O ex-diretor da Petrobrás lembrou que em 2003, quando iniciou o governo Lula, a estatal estava transformada em unidades de negócio, próximo do que aparenta estar atualmente. “Cada refinaria era um negócio diferente, tudo desarticulado. O que fizemos foi reconstruir a integração da companhia, transformando-a em uma empresa integrada de energia, do poço ao posto, incluindo as petroquímicas, as fábricas de fertilizantes, as termoelétricas e fomos para o biocombustível”.
Bolsonaro, como marionete do neoliberalismo, a Petrobrás integrada está sendo esquartejada, dentro de um projeto de país voltado ao mercado, quer exerce força e poder absolutos. “A dolarização dos preços e essa coisa toda que o país atravessa é reflexo disso”, afirmou o geólogo.
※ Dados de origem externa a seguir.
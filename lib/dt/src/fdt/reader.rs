use core::{mem::swap, ops::Range, slice, str};

use crate::{
    fdt::{FDT_MAGIC, FDT_VERSION, FdtHeader, FdtNodeType, LAST_COMP_VERSION, ReservedMemoryEntry},
    node::{DeviceTree, Node, NodeType},
    prop::Property,
};
use alloc::{boxed::Box, collections::btree_map::BTreeMap, vec, vec::Vec};
use utils::{
    endian::{BigEndian32, EndianData},
    num::AlignableTo,
};

pub struct FdtReader {
    header_ptr: *const BigEndian32,
    cursor: *const BigEndian32,
    nodes: Vec<Node>,
}

/// Basic Reader Functions
impl FdtReader {
    /// Read a 32-bit big-endian word from `ptr` without advancing the pointer.
    #[inline(always)]
    fn peek_u32(&mut self) -> u32 {
        unsafe { (*self.cursor).value() }
    }

    /// Advance the pointer by 4 bytes.
    #[inline(always)]
    fn advance(&mut self) {
        unsafe {
            self.cursor = self.cursor.add(1);
        }
    }

    /// Advance the pointer by specific bytes and align the pointer to 4 bytes.
    #[inline(always)]
    fn advance_bytes_aligned(&mut self, step: usize) {
        self.cursor = (self.cursor as usize + step).align_up(4) as *const BigEndian32
    }

    /// Read a 32-bit big-endian word from `ptr` and advance the pointer by 4 bytes.
    #[inline(always)]
    fn read_u32(&mut self) -> u32 {
        let res = self.peek_u32();
        self.advance();
        res
    }

    /// Read `len` bytes starting at `ptr` and advance `ptr` to the next 4-byte aligned position.
    #[inline(always)]
    fn readbytes_aligned<'a>(&mut self, len: usize) -> &'a [u8] {
        let res = unsafe { slice::from_raw_parts(self.cursor as *const u8, len) };
        self.advance_bytes_aligned(len);
        res
    }

    /// Advance `ptr` past NOPs to the next meaningful token.
    #[inline(always)]
    fn skip(&mut self) {
        while self.peek_u32() == FdtNodeType::FDT_NOP.bits() {
            self.advance();
        }
    }

    /// Read a NUL-terminated string from `ptr` and advance `ptr` past the terminator, aligned.
    #[inline(always)]
    fn readstr_aligned<'a>(&mut self) -> Result<&'a str, FdtError> {
        let start = self.cursor as *const u8;
        let mut len = 0;
        unsafe {
            while *start.add(len) != 0 {
                len += 1;
            }
            self.advance_bytes_aligned(len + 1);
            str::from_utf8(slice::from_raw_parts(start, len)).map_err(|_| FdtError::InvalidString {
                cursor: start as usize,
            })
        }
    }

    /// Read a tag word and verify it equals `supposed`.
    ///
    /// Returns `Ok(())` if the tag matches, otherwise returns
    /// `FdtError::InvalidNodeType` with the current tag and pointer.
    fn read_and_check(&mut self, supposed: FdtNodeType) -> Result<(), FdtError> {
        let node_type = self.read_u32();
        if node_type != supposed.bits() {
            return Err(FdtError::InvalidNodeType {
                node_type: node_type as usize,
                cursor: self.cursor as usize,
            });
        }
        Ok(())
    }
}

impl FdtReader {
    // region: constructor

    /// Create a reader over a raw FDT blob in memory.
    ///
    /// This does not validate the blob; call `validate()` before `read()`.
    ///
    /// # Safety
    /// `ptr` must be 8-byte aligned and point to a readable FDT image that stays alive and
    /// unmodified while the reader is used.
    #[inline(always)]
    pub unsafe fn new(ptr: *const u8) -> FdtReader {
        FdtReader {
            cursor: ptr as *const BigEndian32,
            header_ptr: ptr as *const BigEndian32,
            nodes: vec![],
        }
    }

    // endregion

    // region: helper methods:

    #[inline(always)]
    fn get_pointer8(&self, offset: usize) -> *const u8 {
        unsafe { (self.header_ptr as *const u8).add(offset) }
    }

    #[inline(always)]
    fn get_pointer32(&self, offset: usize) -> *const BigEndian32 {
        self.get_pointer8(offset) as *const BigEndian32
    }

    #[inline(always)]
    fn get_end8(&self) -> *const u8 {
        self.get_pointer8(self.get_header().totalsize.value() as usize)
    }

    // endregion

    /// Return a reference to the FDT header.
    ///
    /// Note: this only performs a pointer cast. The header contents should be
    /// validated with `validate()` before relying on the fields.
    #[inline(always)]
    pub fn get_header(&self) -> &FdtHeader {
        unsafe { &*(self.header_ptr as *const FdtHeader) }
    }

    /// Validate the FDT header (magic number and compatible version range).
    pub fn validate(&self) -> Result<(), FdtError> {
        let header = self.get_header();
        let magic = header.magic.value();

        if magic != FDT_MAGIC {
            return Err(FdtError::InvalidMagic {
                magic: magic as usize,
            });
        }

        // We read version 17, and accept blobs down to version 16
        let version = header.version.value();
        if version < LAST_COMP_VERSION || header.last_comp_version.value() > FDT_VERSION {
            return Err(FdtError::IncompatibleVersion {
                version: version as usize,
            });
        }
        Ok(())
    }

    /// Read a null-terminated string from the FDT string table at `offset`.
    pub fn get_string<'a>(&self, offset: usize) -> Result<&'a str, FdtError> {
        let s = self.get_pointer8(self.get_header().off_dt_strings.value() as usize + offset);
        let bound = self.get_end8();
        let mut len = 0;
        unsafe {
            while s.add(len) < bound && *s.add(len) != 0 {
                len += 1;
            }
            str::from_utf8(slice::from_raw_parts(s, len)).map_err(|_| FdtError::InvalidString {
                cursor: s as usize,
            })
        }
    }

    /// Read consecutive property entries from the structure block and return them.
    ///
    /// Stops when a non-`FDT_PROP` tag is encountered and returns the collected props.
    fn read_props(&mut self) -> Result<Vec<Property>, FdtError> {
        let mut res = Vec::<Property>::new();
        loop {
            self.skip();
            if self.peek_u32() != FdtNodeType::FDT_PROP.bits() {
                break Ok(res);
            }
            self.read_u32();
            let len = self.read_u32() as usize;
            let name_offset = self.read_u32() as usize;
            let name = Box::from(self.get_string(name_offset)?);
            let data = Box::from(self.readbytes_aligned(len));
            res.push(Property { name, data });
        }
    }

    /// Parse a single node (name, properties and child nodes) from the structure block without setting its parent.
    ///
    /// Recursively parses subnodes until the matching `FDT_END_NODE` is found.
    fn read_node(&mut self) -> Result<usize, FdtError> {
        self.skip();
        self.read_and_check(FdtNodeType::FDT_BEGIN_NODE)?;
        let full_name = self.readstr_aligned()?;
        let (node_name, unit_addr) = match full_name.find('@') {
            Some(idx) => (&full_name[0..idx], &full_name[idx + 1..]),
            None => (full_name, ""),
        };
        let props = self.read_props()?;
        let mut children = vec![];
        loop {
            self.skip();
            let nodetype = self.peek_u32();
            if nodetype == FdtNodeType::FDT_BEGIN_NODE.bits() {
                children.push(self.read_node()?);
            } else if nodetype == FdtNodeType::FDT_END_NODE.bits() {
                self.advance();
                break;
            } else {
                return Err(FdtError::InvalidNodeType {
                    node_type: nodetype as usize,
                    cursor: self.cursor as usize,
                });
            }
        }
        let id = self.nodes.len();
        let node = Node {
            node_id: id,
            parent_id: 0,
            full_name: Box::from(full_name),
            node_name: Box::from(node_name),
            unit_addr: Box::from(unit_addr),
            children,
            props,
            node_type: NodeType::Device,
        };
        self.nodes.push(node);
        Ok(id)
    }

    fn set_parent(&mut self, node_id: usize) {
        for child_idx in 0..self.nodes[node_id].children.len() {
            let sub_id = self.nodes[node_id].children[child_idx];
            self.nodes[sub_id].parent_id = node_id;
            self.set_parent(sub_id);
        }
    }

    /// Get the memory reservation map. The reserved memory block is not aligned.
    ///
    /// **The reserved memory block are not promised to be not overlapped**
    ///
    /// Automatically add the fdt itself to the reservation block.
    fn get_mem_rsv_map(&self) -> Vec<Range<usize>> {
        let header = self.get_header();
        let mut ptr =
            self.get_pointer8(header.off_mem_rsvmap.value() as usize) as *const ReservedMemoryEntry;
        let mut res = Vec::new();

        let self_range = Range {
            start: (self.header_ptr as usize),
            end: (self.header_ptr as usize + header.totalsize.value() as usize),
        };

        unsafe {
            loop {
                let block = *ptr;
                let addr = block.addr.value() as usize;
                let size = block.size.value() as usize;
                if addr == 0 && size == 0 {
                    break;
                }
                res.push(addr..addr + size);
                ptr = ptr.add(1);
            }
        }
        res.push(self_range);
        res
    }

    fn collect_phandles(nodes: &[Node]) -> BTreeMap<u32, usize> {
        let mut map = BTreeMap::new();
        for node in nodes {
            let phandle = node
                .props
                .iter()
                .find(|p| p.name.as_ref() == "phandle" || p.name.as_ref() == "linux,phandle");
            if let Some(value) = phandle.and_then(|p| p.value_as_u32().ok()) {
                map.insert(value, node.node_id);
            }
        }
        map
    }

    fn read_internal(&mut self) -> Result<DeviceTree, FdtError> {
        self.validate()?;
        self.cursor = self.get_pointer32(self.get_header().off_dt_struct.value() as usize);
        let root_id = self.read_node()?;
        self.set_parent(root_id);
        self.nodes[root_id].parent_id = root_id;
        self.skip();
        self.read_and_check(FdtNodeType::FDT_END)?;

        let mut tree = DeviceTree {
            root_id,
            container: vec![],
            mem_rsv_map: self.get_mem_rsv_map(),
            phandle_map: Self::collect_phandles(&self.nodes),
        };
        swap(&mut self.nodes, &mut tree.container);
        if let Some(node) = tree.get_node_mut("/aliases") {
            node.node_type = NodeType::Description;
        }
        tree.get_nodes_mut("/memory", |node| {
            node.node_type = NodeType::Description;
        });
        if let Some(node) = tree.get_node_mut("/reserved-memory") {
            node.node_type = NodeType::Description;
        }
        if let Some(node) = tree.get_node_mut("/chosen") {
            node.node_type = NodeType::Description;
        }
        Ok(tree)
    }

    /// Validate the header and parse the entire structure block into a [DeviceTree].
    ///
    /// All strings and byte-array data will be **copied**, and the raw data of fdt can be safely wiped afterwards.
    pub fn read(&mut self) -> Result<DeviceTree, FdtError> {
        match self.read_internal() {
            Ok(res) => Ok(res),
            Err(err) => {
                log::warn!("device tree rejected: {:?}", err);
                self.cursor = self.header_ptr;
                self.nodes.clear();
                Err(err)
            }
        }
    }
}

#[derive(Debug, Clone, Copy, PartialEq, Eq)]
pub enum FdtError {
    InvalidNodeType { node_type: usize, cursor: usize },
    InvalidMagic { magic: usize },
    IncompatibleVersion { version: usize },
    InvalidString { cursor: usize },
}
A Aula – Parte 5: O Brasil e a energia
O geólogo apontou que a matriz energética do Brasil é uma das mais equilibradas do mundo, sendo 55% de combustíveis fósseis e 45% de energias renováveis. “Quem poluiu a atmosfera do mundo não fomos nós. A matriz energética no mundo hoje é de 80% fósseis e 20% renováveis. Quem tem que pagar essa conta do aquecimento global são os países desenvolvidos, que têm 80% da sua energia em combustíveis fósseis, não o Brasil. Quando chegamos na descoberta do Pré-Sal, disseram que não deveríamos explorar por causa da transição do modelo energético. Isso é uma falácia, uma mentira”, protestou.
Estrella apresentou dados do consumo dos EUA, que gira em torno dos 20 milhões de barris de petróleo por dia. A China, por sua vez, utiliza 15 milhões de barris diariamente. “Temos que aumentar o consumo de energia do nosso povo. Poderíamos consumir tranquilamente dez milhões de barris por dia de óleo equivalente, sendo seis milhões de petróleo e quatro milhões de energia renovável, o que seria uma matriz energética bastante equilibrada”.
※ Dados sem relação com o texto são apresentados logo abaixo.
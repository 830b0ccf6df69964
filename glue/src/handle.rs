//! The record owning everything a registered GPU holds.

use crate::{
    ledger::{Acquired, Ledger},
    platform::{ClkRef, DeviceRef, ResetRef},
};

/// Resources held by one registered GPU.
///
/// Every field was acquired by a successful bring-up and is released exactly once by
/// teardown, which consumes the handle. It is deliberately neither `Clone` nor `Copy`.
#[derive(Debug, PartialEq, Eq)]
pub struct DeviceHandle {
    bus_clk: ClkRef,
    mod_clk: ClkRef,
    reset: ResetRef,
    device: DeviceRef,
    runtime_pm: bool,
}

impl DeviceHandle {
    pub(crate) fn new(
        bus_clk: ClkRef,
        mod_clk: ClkRef,
        reset: ResetRef,
        device: DeviceRef,
        runtime_pm: bool,
    ) -> DeviceHandle {
        DeviceHandle {
            bus_clk,
            mod_clk,
            reset,
            device,
            runtime_pm,
        }
    }

    pub fn bus_clock(&self) -> ClkRef {
        self.bus_clk
    }

    pub fn mod_clock(&self) -> ClkRef {
        self.mod_clk
    }

    pub fn reset(&self) -> ResetRef {
        self.reset
    }

    /// The published device object.
    pub fn device(&self) -> DeviceRef {
        self.device
    }

    /// Whether runtime PM was enabled on the device.
    pub fn runtime_pm(&self) -> bool {
        self.runtime_pm
    }

    /// The ledger bring-up would hold at this point, so teardown is an ordinary unwind.
    pub(crate) fn into_ledger<W>(self) -> Ledger<W> {
        let mut ledger = Ledger::new();
        ledger.push(Acquired::BusClock(self.bus_clk));
        ledger.push(Acquired::ModClock(self.mod_clk));
        ledger.push(Acquired::Reset(self.reset));
        ledger.push(Acquired::Device(self.device));
        ledger.push(Acquired::Published(self.device));
        if self.runtime_pm {
            ledger.push(Acquired::RuntimePm(self.device));
        }
        ledger
    }
}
A Aula – Parte 6: O Paraná e a Petrobrás
O ex-diretor da Petrobrás lembrou que foram os impostos do povo brasileiro que construíram a Refinaria da Bahia e a SIX. “É fruto da nossa competência como sociedade e isso não pode ser alienado. Quando uma outra empresa adquire uma empresa que tenha um conteúdo científico e tecnológico, na verdade o que ela está comprando é esse conhecimento, que tem um valor muito maior do que a coisa material que está ali. Temos que nos organiza para impedir o desmonte da Petrobrás e o Paraná é um exemplo disso”, disse Estrella, fazendo referência à campanha contra a privatização da Copel, que reuniu mais de cem entidades da sociedade civil organizada.
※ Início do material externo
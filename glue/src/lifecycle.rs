//! Lifecycle context handed to both entry points of the owning module.

use crate::{
    bringup::BringUp, error::GlueError, handle::DeviceHandle, params::GlueConfig,
    platform::Platform, teardown::teardown,
};
use log::warn;

/// Owns the platform, the configuration and the handle of the registered GPU, if any.
///
/// At most one GPU is registered per context: [MaliGlue::register_device] refuses to run
/// while a handle is live and [MaliGlue::unregister_device] refuses to run without one.
pub struct MaliGlue<P: Platform> {
    platform: P,
    config: GlueConfig,
    handle: Option<DeviceHandle>,
}

impl<P: Platform> MaliGlue<P> {
    pub fn new(platform: P) -> Self {
        Self::with_config(platform, GlueConfig::default())
    }

    pub fn with_config(platform: P, config: GlueConfig) -> Self {
        MaliGlue {
            platform,
            config,
            handle: None,
        }
    }

    /// Bring the GPU up and publish it.
    ///
    /// Fails with [GlueError::AlreadyRegistered], touching nothing, while a device is
    /// registered. Any other error means bring-up failed and released what it had acquired.
    pub fn register_device(&mut self) -> Result<(), GlueError> {
        if self.handle.is_some() {
            warn!("mali device is already registered");
            return Err(GlueError::AlreadyRegistered);
        }
        let handle = BringUp::new(&self.platform, &self.config).run()?;
        self.handle = Some(handle);
        Ok(())
    }

    /// Tear the registered GPU down. Fails with [GlueError::NotRegistered] if there is none.
    pub fn unregister_device(&mut self) -> Result<(), GlueError> {
        let handle = self.handle.take().ok_or(GlueError::NotRegistered)?;
        teardown(&self.platform, handle);
        Ok(())
    }

    pub fn is_registered(&self) -> bool {
        self.handle.is_some()
    }

    pub fn handle(&self) -> Option<&DeviceHandle> {
        self.handle.as_ref()
    }

    pub fn platform(&self) -> &P {
        &self.platform
    }

    pub fn config(&self) -> &GlueConfig {
        &self.config
    }
}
A Aula – Parte 7: Eleições 2022 e os desafios do Brasil
Com as eleições de 2022, o desafio das forças progressistas e democráticas nacionais é enfrentar um projeto antinacionalista. “Não existe meio termo, projeto mais ou menos nacionalista. São apenas dois pratos nessa balança que vai decidir o futuro do país nessas eleições. O primeiro é de um Brasil retomando a sua importância internacional, com a exploração das nossas riquezas por empresas brasileiras e com distribuição de renda. O segundo é de um país colônia do capital interacional”, mostrou Estrella.
Nas próximas eleições, avalia Estrella, esse novo plano mundial já estará inserido como um desafio. “Significa que nós nos atrelaremos como colônia a um grande polo que está sendo demolido, colapsando, que são os EUA e Europa; ou nós assumiremos afinal nossa importância mundial pelas nossas riquezas, que sempre existiram e estão aí à nossa disposição. Essa escolha vai ter que ser feita pelo povo brasileiro”, concluiu.